• **EXERCISE**
Below are records. Copy every line with "SPDX" in it.

• **EXERCISE DATA**

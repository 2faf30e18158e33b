/*
 * SPDX-FileCopyrightText: 2026 RedHunt07 - FEDI3 Project
 * SPDX-License-Identifier: AGPL-3.0-only
 */

pub mod action;
pub mod analytics;
pub mod api;
pub mod cache;
pub mod config;
pub mod controller;
pub mod logging;
pub mod session;
pub mod ui_events;

#[cfg(test)]
mod testing;

pub use action::{ActionState, Signal, StatusAction};
pub use controller::{StatusActions, StatusDeps};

• **ANSWER BOX**
 * SPDX-FileCopyrightText: 2026 RedHunt07 - FEDI3 Project
 * SPDX-License-Identifier: AGPL-3.0-only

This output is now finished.